I pazienti hanno evidenziato aspetti di cui non avevano consapevolezza prima, hanno descritto con una maggiore consapevolezza i loro pensieri, le loro emozioni e sensazioni; con l’intuizione acquisita di recente dei loro schemi abituali, alcuni partecipanti sono stati in grado di cambiare il loro comportamento e diversi hanno cominciato a fare delle scelte e stabilire delle priorità che erano più in linea con i loro valori. Altri partecipanti, tuttavia, non sono stati in grado o non hanno voluto accettare la loro situazione.
Questo studio ha dimostrato che la partecipazione alla formazione MBSR è fattibile per i malati di cancro del polmone e i loro partner, nonostante il trattamento farmacologico e la malattia avanzata. La maggioranza ha completato l’MBSR, (23% di drop-out è in linea alla media di studi precedenti (Ledesma D. and Kumano, 2009).

Sebbene non siano state rilevate variazioni sullo stress psicologico nei pazienti e i loro partner, questi ultimi hanno sperimentato una minore pressione relativa al caregiving dopo la formazione MBSR. L’analisi qualitativa ha rivelato che il percorso ha avviato processi di cambiamento e acquisizione di migliore capacità di insight che risulta particolarmente d’aiuto per far fronte ad una malattia fatale.

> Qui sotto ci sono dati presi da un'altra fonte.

use super::expression::{self, ExpressionInput};
use super::item::{self, Item};
use crate::common::{
    key::DocumentKey,
    path::FieldPath,
    precondition::{Precondition, UpdateTime},
    value::Value,
};
use crate::config::DynamoStoreConfig;
use crate::error::{Error, Result};
use crate::write::operation::{SetOptions, UpdateAction, Write, WriteOperation};

use aws_sdk_dynamodb::{error, types};
use std::collections;

/// State a document must be in for a request to apply.
#[derive(Clone, Copy, Debug, Eq, PartialEq)]
pub(crate) enum Guard {
    Exists,
    Missing,
    UpdatedAt(UpdateTime),
}

impl Guard {
    fn from_precondition(precondition: Precondition) -> Self {
        match precondition {
            Precondition::Exists(true) => Self::Exists,
            Precondition::Exists(false) => Self::Missing,
            Precondition::LastUpdateTime(update_time) => Self::UpdatedAt(update_time),
        }
    }

    fn from_read(update_time: Option<UpdateTime>) -> Self {
        match update_time {
            Some(update_time) => Self::UpdatedAt(update_time),
            None => Self::Missing,
        }
    }

    fn expression(
        self,
        input: &mut ExpressionInput,
        config: &DynamoStoreConfig,
    ) -> String {
        match self {
            Self::Exists => format!(
                "attribute_exists({})",
                input.name(&config.key_attribute)
            ),
            Self::Missing => format!(
                "attribute_not_exists({})",
                input.name(&config.key_attribute)
            ),
            Self::UpdatedAt(update_time) => format!(
                "{} = {}",
                input.name(&config.update_time_attribute),
                input.attribute_value(item::update_time_value(update_time))
            ),
        }
    }
}

#[derive(Clone, Debug, PartialEq)]
pub(crate) enum RequestKind {
    Put { item: Item },
    Update { key: Item, update_expression: String },
    Delete { key: Item },
    ConditionCheck { key: Item },
}

/// A single item request, ready for either a standalone call or a transaction.
#[derive(Clone, Debug, PartialEq)]
pub(crate) struct WriteRequest {
    pub(crate) table_name: String,
    pub(crate) kind: RequestKind,
    pub(crate) condition_expression: Option<String>,
    pub(crate) expression_attribute_names: Option<collections::HashMap<String, String>>,
    pub(crate) expression_attribute_values:
        Option<collections::HashMap<String, types::AttributeValue>>,
}

fn guards(write: &Write, expected: Option<Option<UpdateTime>>) -> Vec<Guard> {
    let mut guards = Vec::new();
    if matches!(write.operation, WriteOperation::Update(_)) {
        guards.push(Guard::Exists);
    }
    if let Some(precondition) = write.precondition {
        guards.push(Guard::from_precondition(precondition));
    }
    if let Some(update_time) = expected {
        guards.push(Guard::from_read(update_time));
    }
    guards.dedup();
    guards
}

fn check_path(path: &FieldPath, config: &DynamoStoreConfig) -> Result<()> {
    match path.segments().first() {
        Some(name) => item::check_field_name(name, config),
        None => Ok(()),
    }
}

fn condition(
    guards: &[Guard],
    input: &mut ExpressionInput,
    config: &DynamoStoreConfig,
) -> Option<String> {
    let expression = guards.iter().fold(String::new(), |expression, guard| {
        expression::join(expression, " AND ", guard.expression(input, config))
    });
    (!expression.is_empty()).then_some(expression)
}

#[derive(Default)]
struct UpdateClauses {
    set: Vec<String>,
    remove: Vec<String>,
}

impl UpdateClauses {
    fn assign(&mut self, target: String, value: String) {
        self.set.push(format!("{target} = {value}"));
    }

    fn into_expression(self) -> String {
        let mut clauses = Vec::with_capacity(2);
        if !self.set.is_empty() {
            clauses.push(format!("SET {}", self.set.join(", ")));
        }
        if !self.remove.is_empty() {
            clauses.push(format!("REMOVE {}", self.remove.join(", ")));
        }
        clauses.join(" ")
    }
}

impl WriteRequest {
    /// Translate a write; `expected` is the version a transaction read of the same document saw.
    pub(crate) fn from_write(
        write: &Write,
        expected: Option<Option<UpdateTime>>,
        update_time: UpdateTime,
        config: &DynamoStoreConfig,
    ) -> Result<Self> {
        let mut input = ExpressionInput::default();
        let key = item::key_attributes(&write.key, config);
        let kind = match &write.operation {
            WriteOperation::Set {
                fields,
                options: SetOptions::Overwrite,
            } => RequestKind::Put {
                item: item::to_item(&write.key, fields, update_time, config)?,
            },
            WriteOperation::Set {
                fields,
                options: SetOptions::MergeAll,
            } => {
                let mut clauses = UpdateClauses::default();
                for (name, value) in fields {
                    item::check_field_name(name, config)?;
                    let target = input.name(name);
                    let value = input.value(value)?;
                    clauses.assign(target, value);
                }
                Self::stamp(&mut clauses, &mut input, update_time, config);
                RequestKind::Update {
                    key,
                    update_expression: clauses.into_expression(),
                }
            }
            WriteOperation::Set {
                fields,
                options: SetOptions::Merge(paths),
            } => {
                let mut clauses = UpdateClauses::default();
                for path in paths {
                    check_path(path, config)?;
                    let value = path.get(fields).ok_or_else(|| {
                        Error::InvalidArgument(format!("merge path `{path}` is not in the data"))
                    })?;
                    let target = input.path(path);
                    let value = input.value(value)?;
                    clauses.assign(target, value);
                }
                Self::stamp(&mut clauses, &mut input, update_time, config);
                RequestKind::Update {
                    key,
                    update_expression: clauses.into_expression(),
                }
            }
            WriteOperation::Update(updates) => {
                let mut clauses = UpdateClauses::default();
                for update in updates {
                    check_path(&update.path, config)?;
                    let target = input.path(&update.path);
                    match &update.action {
                        UpdateAction::Assign(value) => {
                            let value = input.value(value)?;
                            clauses.assign(target, value);
                        }
                        UpdateAction::Increment(by) => {
                            let zero = input.value(&Value::Integer(0))?;
                            let by = input.value(by)?;
                            clauses.set.push(format!(
                                "{target} = if_not_exists({target}, {zero}) + {by}"
                            ));
                        }
                        UpdateAction::Remove => clauses.remove.push(target),
                    }
                }
                Self::stamp(&mut clauses, &mut input, update_time, config);
                RequestKind::Update {
                    key,
                    update_expression: clauses.into_expression(),
                }
            }
            WriteOperation::Delete => RequestKind::Delete { key },
        };
        let condition_expression = condition(&guards(write, expected), &mut input, config);
        Ok(Self::assemble(
            config.table_name(&write.key.collection),
            kind,
            condition_expression,
            input,
        ))
    }

    /// A check that a document read by a transaction still has the version it had.
    pub(crate) fn condition_check(
        key: &DocumentKey,
        expected: Option<UpdateTime>,
        config: &DynamoStoreConfig,
    ) -> Self {
        let mut input = ExpressionInput::default();
        let condition_expression = condition(&[Guard::from_read(expected)], &mut input, config);
        Self::assemble(
            config.table_name(&key.collection),
            RequestKind::ConditionCheck {
                key: item::key_attributes(key, config),
            },
            condition_expression,
            input,
        )
    }

    fn stamp(
        clauses: &mut UpdateClauses,
        input: &mut ExpressionInput,
        update_time: UpdateTime,
        config: &DynamoStoreConfig,
    ) {
        let target = input.name(&config.update_time_attribute);
        let value = input.attribute_value(item::update_time_value(update_time));
        clauses.assign(target, value);
    }

    fn assemble(
        table_name: String,
        kind: RequestKind,
        condition_expression: Option<String>,
        input: ExpressionInput,
    ) -> Self {
        let (expression_attribute_names, expression_attribute_values) = input.into_attributes();
        Self {
            table_name,
            kind,
            condition_expression,
            expression_attribute_names,
            expression_attribute_values,
        }
    }

    /// The request as one item of a `TransactWriteItems` call.
    pub(crate) fn into_transact_item(self) -> Result<types::TransactWriteItem> {
        let on_failure = types::ReturnValuesOnConditionCheckFailure::AllOld;
        let builder = types::TransactWriteItem::builder();
        let transact_item = match self.kind {
            RequestKind::Put { item } => builder.put(
                types::Put::builder()
                    .table_name(self.table_name)
                    .set_item(Some(item))
                    .set_condition_expression(self.condition_expression)
                    .set_expression_attribute_names(self.expression_attribute_names)
                    .set_expression_attribute_values(self.expression_attribute_values)
                    .return_values_on_condition_check_failure(on_failure)
                    .build()
                    .map_err(build_error)?,
            ),
            RequestKind::Update {
                key,
                update_expression,
            } => builder.update(
                types::Update::builder()
                    .table_name(self.table_name)
                    .set_key(Some(key))
                    .update_expression(update_expression)
                    .set_condition_expression(self.condition_expression)
                    .set_expression_attribute_names(self.expression_attribute_names)
                    .set_expression_attribute_values(self.expression_attribute_values)
                    .return_values_on_condition_check_failure(on_failure)
                    .build()
                    .map_err(build_error)?,
            ),
            RequestKind::Delete { key } => builder.delete(
                types::Delete::builder()
                    .table_name(self.table_name)
                    .set_key(Some(key))
                    .set_condition_expression(self.condition_expression)
                    .set_expression_attribute_names(self.expression_attribute_names)
                    .set_expression_attribute_values(self.expression_attribute_values)
                    .return_values_on_condition_check_failure(on_failure)
                    .build()
                    .map_err(build_error)?,
            ),
            RequestKind::ConditionCheck { key } => builder.condition_check(
                types::ConditionCheck::builder()
                    .table_name(self.table_name)
                    .set_key(Some(key))
                    .set_condition_expression(self.condition_expression)
                    .set_expression_attribute_names(self.expression_attribute_names)
                    .set_expression_attribute_values(self.expression_attribute_values)
                    .return_values_on_condition_check_failure(on_failure)
                    .build()
                    .map_err(build_error)?,
            ),
        };
        Ok(transact_item.build())
    }
}

pub(crate) fn build_error(error: error::BuildError) -> Error {
    Error::InvalidArgument(error.to_string())
}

Molti pazienti oncologici presentano alti livelli di ansia, depressione, affaticamento, dolore, disturbi del sonno dopo il completamento dei trattamenti primari (Carlson et al., 2004). I potenziali benefici per la salute dalla meditazione di Mindfulness in oncologia come in altri settings medici stanno diventando chiari, in gran parte grazie allo sviluppo e la diffusione delle applicazioni del programma MBSR di Jon Kabat-Zinn e colleghi (Kabat-Zinn J.,1990) e altri interventi mindfulness-based (MBI), compreso l’adattamento chiamato Mindfulness-Based Cancer Recovery (MBCR; Carlson & Speca, 2010).

In ambito oncologico i risultati di nove studi randomizzati controllati (RCT) indicano un effetto positivo degli interventi Mindfulness-Based sui sintomi di stress, disturbi dell’umore, depressione, ansia, stress percepito, sulla qualità della vita, il funzionamento fisico, sonno, stanchezza, e stati d’animo (Branstrom, Kvillemo, e Moskowitz, 2011; Carlson et al, 2013;. Garland et al, 2014;.. Henderson et al, 2012;. Hoffman et al, 2012; Lengacher et al, 2009;. Shapiro, Bootzin, Figueredo, Lopez, e Schwartz, 2003; Speca, Carlson, Goodey, e Angen, 2000;. Wurtzen et al, 2013).

Tuttavia non è ancora noto quali elementi del programma MBSR promuovano il cambiamento e quali costrutti specifici siano fondamentali per dei risultati di cambiamento. Ricercatori clinici da ambiti diversi enfatizzano l’importanza di capire come gli interventi funzionino al fine di rendere più efficace il trattamento a seconda dell’ambito d’intervento.

La premessa fondamentale di MBI è che le tecniche praticate (vale a dire, la meditazione mindfulness) coltivano la consapevolezza come una qualità della coscienza (Kabat-Zinn, 1990), ma questo costrutto è difficile da misurare. Le misure di self-report analizzate contengono da 1 a 5 sfaccettature in disaccordo con la definizione del costrutto (es. Grossman & Van Dam, 2011). Due delle misure più accuratamente convalidate della consapevolezza sono il Mindful Attention Awareness Scale (MAAS) e il Five Facet Mindfulness. (FFMQ).

Il MAAS produce un unico punteggio che rappresenta la presenza o l’assenza di attenzione e consapevolezza di ciò che sta accadendo nel presente nelle attività quotidiane (cioè, la propria tendenza ad “agire consapevolmente”).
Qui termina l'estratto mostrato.